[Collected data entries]
|---|

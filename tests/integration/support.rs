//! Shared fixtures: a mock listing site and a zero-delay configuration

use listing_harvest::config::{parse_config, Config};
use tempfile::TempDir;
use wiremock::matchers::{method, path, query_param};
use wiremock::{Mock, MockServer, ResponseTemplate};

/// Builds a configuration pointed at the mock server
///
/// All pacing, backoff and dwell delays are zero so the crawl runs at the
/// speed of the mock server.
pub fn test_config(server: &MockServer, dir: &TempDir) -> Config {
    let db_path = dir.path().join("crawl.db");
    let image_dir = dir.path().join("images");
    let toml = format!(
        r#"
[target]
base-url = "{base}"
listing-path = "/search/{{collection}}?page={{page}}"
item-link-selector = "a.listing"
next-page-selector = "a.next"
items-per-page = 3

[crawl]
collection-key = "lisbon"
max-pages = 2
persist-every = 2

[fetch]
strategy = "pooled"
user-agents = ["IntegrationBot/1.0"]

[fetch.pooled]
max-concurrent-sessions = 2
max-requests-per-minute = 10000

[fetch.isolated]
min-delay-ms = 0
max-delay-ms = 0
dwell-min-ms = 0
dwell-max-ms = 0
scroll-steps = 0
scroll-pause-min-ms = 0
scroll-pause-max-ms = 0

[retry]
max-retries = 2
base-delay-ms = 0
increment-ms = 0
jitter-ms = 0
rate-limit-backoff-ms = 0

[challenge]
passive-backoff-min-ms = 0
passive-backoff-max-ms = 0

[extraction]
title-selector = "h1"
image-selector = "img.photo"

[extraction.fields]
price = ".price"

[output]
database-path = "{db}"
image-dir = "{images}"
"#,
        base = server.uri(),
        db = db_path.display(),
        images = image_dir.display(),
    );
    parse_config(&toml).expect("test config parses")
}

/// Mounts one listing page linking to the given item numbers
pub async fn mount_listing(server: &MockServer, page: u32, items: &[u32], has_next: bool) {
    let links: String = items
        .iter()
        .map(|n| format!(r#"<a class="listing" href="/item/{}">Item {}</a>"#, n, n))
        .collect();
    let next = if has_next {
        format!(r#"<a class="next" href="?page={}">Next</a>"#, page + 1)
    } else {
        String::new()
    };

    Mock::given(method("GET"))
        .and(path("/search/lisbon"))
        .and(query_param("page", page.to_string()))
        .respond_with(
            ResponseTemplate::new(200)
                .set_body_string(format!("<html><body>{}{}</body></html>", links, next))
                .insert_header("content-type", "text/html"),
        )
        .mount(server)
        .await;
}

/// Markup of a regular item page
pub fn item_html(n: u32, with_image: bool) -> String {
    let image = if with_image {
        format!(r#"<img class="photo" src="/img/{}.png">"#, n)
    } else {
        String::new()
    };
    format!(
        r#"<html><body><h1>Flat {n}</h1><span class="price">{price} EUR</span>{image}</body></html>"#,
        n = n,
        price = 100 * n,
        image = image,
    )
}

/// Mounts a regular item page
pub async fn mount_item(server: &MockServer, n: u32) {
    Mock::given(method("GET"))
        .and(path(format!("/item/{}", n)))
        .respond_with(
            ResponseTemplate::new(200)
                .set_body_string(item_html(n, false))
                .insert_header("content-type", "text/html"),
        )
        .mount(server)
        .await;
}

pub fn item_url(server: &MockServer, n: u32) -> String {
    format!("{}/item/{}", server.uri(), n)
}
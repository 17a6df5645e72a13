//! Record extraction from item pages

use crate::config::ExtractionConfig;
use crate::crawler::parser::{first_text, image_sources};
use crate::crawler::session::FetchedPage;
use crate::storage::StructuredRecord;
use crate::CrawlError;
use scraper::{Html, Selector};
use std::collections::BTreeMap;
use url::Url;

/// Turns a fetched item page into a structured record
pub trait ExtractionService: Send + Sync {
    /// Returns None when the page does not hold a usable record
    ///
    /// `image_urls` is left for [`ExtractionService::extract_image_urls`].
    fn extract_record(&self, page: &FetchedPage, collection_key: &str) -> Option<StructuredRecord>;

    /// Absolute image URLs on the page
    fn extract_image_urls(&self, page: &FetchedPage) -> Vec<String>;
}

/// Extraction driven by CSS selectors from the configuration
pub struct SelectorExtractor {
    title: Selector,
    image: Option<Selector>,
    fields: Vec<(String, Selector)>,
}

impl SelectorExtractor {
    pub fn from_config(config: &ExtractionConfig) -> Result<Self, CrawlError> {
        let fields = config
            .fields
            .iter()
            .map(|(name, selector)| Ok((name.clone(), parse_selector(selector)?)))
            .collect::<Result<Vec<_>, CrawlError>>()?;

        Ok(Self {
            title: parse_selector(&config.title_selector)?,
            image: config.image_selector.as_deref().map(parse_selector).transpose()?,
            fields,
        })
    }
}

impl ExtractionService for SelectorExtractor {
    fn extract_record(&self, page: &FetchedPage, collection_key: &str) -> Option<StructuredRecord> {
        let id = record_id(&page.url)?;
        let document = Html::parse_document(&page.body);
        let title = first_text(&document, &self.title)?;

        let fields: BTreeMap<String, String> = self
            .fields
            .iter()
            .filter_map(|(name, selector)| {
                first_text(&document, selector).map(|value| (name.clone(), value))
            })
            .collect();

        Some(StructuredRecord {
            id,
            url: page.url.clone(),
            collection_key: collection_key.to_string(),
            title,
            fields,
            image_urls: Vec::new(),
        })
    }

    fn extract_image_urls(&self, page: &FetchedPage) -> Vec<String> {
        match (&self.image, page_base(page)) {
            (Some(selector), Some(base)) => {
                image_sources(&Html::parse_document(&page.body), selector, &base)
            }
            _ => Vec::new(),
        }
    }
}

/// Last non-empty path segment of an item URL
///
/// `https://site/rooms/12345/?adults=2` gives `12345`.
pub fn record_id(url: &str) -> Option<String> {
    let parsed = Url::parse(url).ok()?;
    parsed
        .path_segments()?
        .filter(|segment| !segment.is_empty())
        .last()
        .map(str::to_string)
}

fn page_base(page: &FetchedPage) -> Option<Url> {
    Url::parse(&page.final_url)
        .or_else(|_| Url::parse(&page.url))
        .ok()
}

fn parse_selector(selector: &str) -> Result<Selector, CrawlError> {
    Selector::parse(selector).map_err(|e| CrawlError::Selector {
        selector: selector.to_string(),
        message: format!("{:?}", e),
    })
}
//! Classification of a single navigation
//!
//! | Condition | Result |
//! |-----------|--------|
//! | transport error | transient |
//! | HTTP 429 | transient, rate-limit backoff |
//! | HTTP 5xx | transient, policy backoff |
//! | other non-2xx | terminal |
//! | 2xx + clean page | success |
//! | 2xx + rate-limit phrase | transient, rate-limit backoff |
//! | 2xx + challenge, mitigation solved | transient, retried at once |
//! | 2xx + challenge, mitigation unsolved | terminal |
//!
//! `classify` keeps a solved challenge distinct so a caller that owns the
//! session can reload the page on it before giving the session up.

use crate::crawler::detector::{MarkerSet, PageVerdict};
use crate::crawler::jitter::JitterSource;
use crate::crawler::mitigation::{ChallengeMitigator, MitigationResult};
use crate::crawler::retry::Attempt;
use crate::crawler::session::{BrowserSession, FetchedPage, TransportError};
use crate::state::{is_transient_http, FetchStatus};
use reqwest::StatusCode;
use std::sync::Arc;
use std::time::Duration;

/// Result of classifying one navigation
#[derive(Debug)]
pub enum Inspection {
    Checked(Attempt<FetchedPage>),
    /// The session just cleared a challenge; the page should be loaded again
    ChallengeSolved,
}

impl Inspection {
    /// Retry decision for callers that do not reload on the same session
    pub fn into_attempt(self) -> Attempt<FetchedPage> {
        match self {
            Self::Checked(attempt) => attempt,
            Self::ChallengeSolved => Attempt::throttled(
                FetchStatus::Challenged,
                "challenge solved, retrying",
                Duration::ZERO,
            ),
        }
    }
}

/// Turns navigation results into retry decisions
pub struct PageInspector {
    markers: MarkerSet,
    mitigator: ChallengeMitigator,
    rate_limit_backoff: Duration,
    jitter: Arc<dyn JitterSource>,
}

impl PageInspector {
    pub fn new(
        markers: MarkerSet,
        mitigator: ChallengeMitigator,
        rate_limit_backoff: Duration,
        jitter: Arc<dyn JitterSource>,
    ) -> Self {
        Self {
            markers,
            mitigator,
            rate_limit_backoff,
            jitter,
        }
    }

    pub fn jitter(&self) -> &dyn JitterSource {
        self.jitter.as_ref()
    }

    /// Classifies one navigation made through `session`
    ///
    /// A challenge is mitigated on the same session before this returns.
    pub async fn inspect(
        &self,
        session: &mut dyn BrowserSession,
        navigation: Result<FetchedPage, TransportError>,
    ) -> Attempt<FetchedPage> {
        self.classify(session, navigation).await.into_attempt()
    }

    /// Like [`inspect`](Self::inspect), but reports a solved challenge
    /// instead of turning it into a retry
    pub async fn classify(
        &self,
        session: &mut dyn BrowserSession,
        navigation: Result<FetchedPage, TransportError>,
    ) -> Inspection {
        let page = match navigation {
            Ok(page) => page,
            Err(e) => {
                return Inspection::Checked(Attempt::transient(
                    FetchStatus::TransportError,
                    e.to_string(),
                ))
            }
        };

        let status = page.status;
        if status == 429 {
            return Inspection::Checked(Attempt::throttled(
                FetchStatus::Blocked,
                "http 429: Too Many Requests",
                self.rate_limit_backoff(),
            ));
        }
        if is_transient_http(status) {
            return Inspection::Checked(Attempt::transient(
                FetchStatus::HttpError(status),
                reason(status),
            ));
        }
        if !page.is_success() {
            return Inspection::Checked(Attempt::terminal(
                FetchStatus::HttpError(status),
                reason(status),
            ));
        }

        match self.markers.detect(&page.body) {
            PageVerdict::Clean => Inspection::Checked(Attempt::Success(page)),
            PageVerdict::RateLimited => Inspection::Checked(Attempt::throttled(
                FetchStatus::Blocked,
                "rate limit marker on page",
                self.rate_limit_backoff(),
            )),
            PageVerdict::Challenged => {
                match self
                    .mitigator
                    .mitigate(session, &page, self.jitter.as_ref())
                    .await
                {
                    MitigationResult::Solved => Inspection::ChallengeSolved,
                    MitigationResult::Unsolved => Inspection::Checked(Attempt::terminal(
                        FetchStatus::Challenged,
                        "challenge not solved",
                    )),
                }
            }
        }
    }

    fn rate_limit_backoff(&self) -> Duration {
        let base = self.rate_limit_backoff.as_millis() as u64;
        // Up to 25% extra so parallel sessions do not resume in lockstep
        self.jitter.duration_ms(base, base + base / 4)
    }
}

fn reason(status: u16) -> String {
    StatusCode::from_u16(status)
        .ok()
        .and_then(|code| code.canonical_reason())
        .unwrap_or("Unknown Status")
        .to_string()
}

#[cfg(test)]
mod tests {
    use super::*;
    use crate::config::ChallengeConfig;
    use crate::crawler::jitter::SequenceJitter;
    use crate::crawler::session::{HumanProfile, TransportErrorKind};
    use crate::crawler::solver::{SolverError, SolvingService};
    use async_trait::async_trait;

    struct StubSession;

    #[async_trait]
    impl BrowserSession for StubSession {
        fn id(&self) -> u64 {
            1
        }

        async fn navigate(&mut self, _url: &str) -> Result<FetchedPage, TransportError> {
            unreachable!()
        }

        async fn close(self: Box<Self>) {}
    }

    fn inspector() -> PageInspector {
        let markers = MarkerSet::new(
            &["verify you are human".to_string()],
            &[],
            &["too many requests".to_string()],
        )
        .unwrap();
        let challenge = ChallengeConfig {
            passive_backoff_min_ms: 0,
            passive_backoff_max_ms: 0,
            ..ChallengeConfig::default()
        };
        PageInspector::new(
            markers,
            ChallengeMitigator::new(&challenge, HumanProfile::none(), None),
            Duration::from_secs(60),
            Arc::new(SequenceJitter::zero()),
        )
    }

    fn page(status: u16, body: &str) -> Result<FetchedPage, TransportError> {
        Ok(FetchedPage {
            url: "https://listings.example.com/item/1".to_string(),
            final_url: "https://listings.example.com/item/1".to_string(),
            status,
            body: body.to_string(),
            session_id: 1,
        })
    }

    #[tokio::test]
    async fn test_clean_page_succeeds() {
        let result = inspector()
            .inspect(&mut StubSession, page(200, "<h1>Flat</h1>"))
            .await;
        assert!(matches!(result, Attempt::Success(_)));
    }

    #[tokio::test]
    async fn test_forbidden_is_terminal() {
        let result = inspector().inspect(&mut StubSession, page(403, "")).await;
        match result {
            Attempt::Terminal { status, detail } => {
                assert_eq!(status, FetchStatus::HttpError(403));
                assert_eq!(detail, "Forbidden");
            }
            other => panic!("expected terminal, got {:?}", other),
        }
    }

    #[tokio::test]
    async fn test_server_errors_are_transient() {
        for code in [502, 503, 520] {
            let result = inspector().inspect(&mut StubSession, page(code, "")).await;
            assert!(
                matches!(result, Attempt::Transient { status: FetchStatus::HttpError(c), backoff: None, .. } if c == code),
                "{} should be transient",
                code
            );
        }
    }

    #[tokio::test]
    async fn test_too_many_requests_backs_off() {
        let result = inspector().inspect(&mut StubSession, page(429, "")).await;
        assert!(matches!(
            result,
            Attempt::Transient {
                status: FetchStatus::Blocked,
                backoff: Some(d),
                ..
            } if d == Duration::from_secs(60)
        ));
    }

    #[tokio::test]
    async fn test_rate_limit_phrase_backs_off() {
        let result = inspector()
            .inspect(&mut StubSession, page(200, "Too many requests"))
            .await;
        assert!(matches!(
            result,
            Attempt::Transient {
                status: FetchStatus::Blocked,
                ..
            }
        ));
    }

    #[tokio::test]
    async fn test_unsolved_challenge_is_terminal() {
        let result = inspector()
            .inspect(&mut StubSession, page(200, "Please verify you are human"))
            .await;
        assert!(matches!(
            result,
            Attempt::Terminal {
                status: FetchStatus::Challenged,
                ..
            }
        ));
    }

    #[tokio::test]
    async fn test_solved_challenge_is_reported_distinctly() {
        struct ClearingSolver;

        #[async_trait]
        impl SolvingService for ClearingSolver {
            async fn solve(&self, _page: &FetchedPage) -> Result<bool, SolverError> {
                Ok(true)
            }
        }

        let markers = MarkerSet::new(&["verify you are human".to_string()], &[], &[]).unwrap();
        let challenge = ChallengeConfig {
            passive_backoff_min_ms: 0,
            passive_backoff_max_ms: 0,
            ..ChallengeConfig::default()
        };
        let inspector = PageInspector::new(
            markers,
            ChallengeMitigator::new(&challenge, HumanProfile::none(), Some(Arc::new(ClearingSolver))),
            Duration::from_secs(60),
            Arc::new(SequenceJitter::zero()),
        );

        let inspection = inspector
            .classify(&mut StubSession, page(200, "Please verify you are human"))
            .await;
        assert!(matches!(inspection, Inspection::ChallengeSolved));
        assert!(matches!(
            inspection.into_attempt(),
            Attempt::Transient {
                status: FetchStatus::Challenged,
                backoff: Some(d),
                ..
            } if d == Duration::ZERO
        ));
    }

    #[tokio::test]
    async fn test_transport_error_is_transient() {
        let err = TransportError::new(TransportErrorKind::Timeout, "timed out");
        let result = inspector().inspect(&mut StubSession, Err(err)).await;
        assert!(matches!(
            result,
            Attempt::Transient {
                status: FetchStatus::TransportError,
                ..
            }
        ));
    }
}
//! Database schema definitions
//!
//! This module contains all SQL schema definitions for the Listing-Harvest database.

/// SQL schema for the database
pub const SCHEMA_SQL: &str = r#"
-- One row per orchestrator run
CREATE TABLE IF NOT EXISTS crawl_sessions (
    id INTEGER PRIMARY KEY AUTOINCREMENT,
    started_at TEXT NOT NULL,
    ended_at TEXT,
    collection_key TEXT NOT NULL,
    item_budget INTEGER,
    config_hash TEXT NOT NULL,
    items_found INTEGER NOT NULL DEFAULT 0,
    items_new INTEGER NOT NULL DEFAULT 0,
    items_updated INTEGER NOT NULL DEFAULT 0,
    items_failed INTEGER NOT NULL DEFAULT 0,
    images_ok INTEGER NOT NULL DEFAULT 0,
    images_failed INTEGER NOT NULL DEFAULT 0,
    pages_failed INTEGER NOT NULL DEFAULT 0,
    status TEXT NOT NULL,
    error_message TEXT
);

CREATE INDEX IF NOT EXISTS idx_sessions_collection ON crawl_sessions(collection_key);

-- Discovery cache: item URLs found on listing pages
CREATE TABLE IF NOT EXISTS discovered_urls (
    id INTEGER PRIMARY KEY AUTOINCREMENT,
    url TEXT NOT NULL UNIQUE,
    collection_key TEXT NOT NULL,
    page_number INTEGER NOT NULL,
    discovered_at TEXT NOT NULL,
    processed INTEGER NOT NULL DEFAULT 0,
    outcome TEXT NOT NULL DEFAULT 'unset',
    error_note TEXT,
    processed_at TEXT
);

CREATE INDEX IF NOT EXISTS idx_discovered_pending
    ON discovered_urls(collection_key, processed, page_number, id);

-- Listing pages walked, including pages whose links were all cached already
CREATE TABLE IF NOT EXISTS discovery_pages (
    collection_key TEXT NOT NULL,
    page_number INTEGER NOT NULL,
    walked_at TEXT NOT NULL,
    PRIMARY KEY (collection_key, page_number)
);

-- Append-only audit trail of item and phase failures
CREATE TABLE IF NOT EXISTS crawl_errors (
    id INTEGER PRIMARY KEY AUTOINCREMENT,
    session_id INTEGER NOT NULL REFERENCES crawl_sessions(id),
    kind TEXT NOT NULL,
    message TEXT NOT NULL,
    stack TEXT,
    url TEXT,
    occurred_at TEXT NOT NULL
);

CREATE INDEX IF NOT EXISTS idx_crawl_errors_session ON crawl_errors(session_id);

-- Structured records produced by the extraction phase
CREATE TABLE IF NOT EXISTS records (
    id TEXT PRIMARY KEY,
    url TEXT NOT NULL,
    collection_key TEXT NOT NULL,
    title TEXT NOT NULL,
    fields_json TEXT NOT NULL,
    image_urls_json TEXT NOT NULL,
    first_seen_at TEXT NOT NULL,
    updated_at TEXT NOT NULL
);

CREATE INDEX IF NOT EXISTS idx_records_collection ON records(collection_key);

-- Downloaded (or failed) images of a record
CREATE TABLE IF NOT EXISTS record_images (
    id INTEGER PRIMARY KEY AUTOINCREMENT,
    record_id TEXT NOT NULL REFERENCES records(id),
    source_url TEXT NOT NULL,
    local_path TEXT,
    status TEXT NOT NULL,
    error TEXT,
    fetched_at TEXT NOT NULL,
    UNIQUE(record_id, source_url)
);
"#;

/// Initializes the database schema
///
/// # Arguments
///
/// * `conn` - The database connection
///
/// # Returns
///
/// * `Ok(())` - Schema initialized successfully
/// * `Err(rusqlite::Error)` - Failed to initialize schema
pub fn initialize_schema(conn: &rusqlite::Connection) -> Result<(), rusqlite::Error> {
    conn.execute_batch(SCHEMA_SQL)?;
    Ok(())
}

|---|

**PROBLEM DESCRIPTION:** Tally the lines in the entries above that hold the word "detail". Reply with nothing but that count.

**EXERCISE OUTPUT:** 2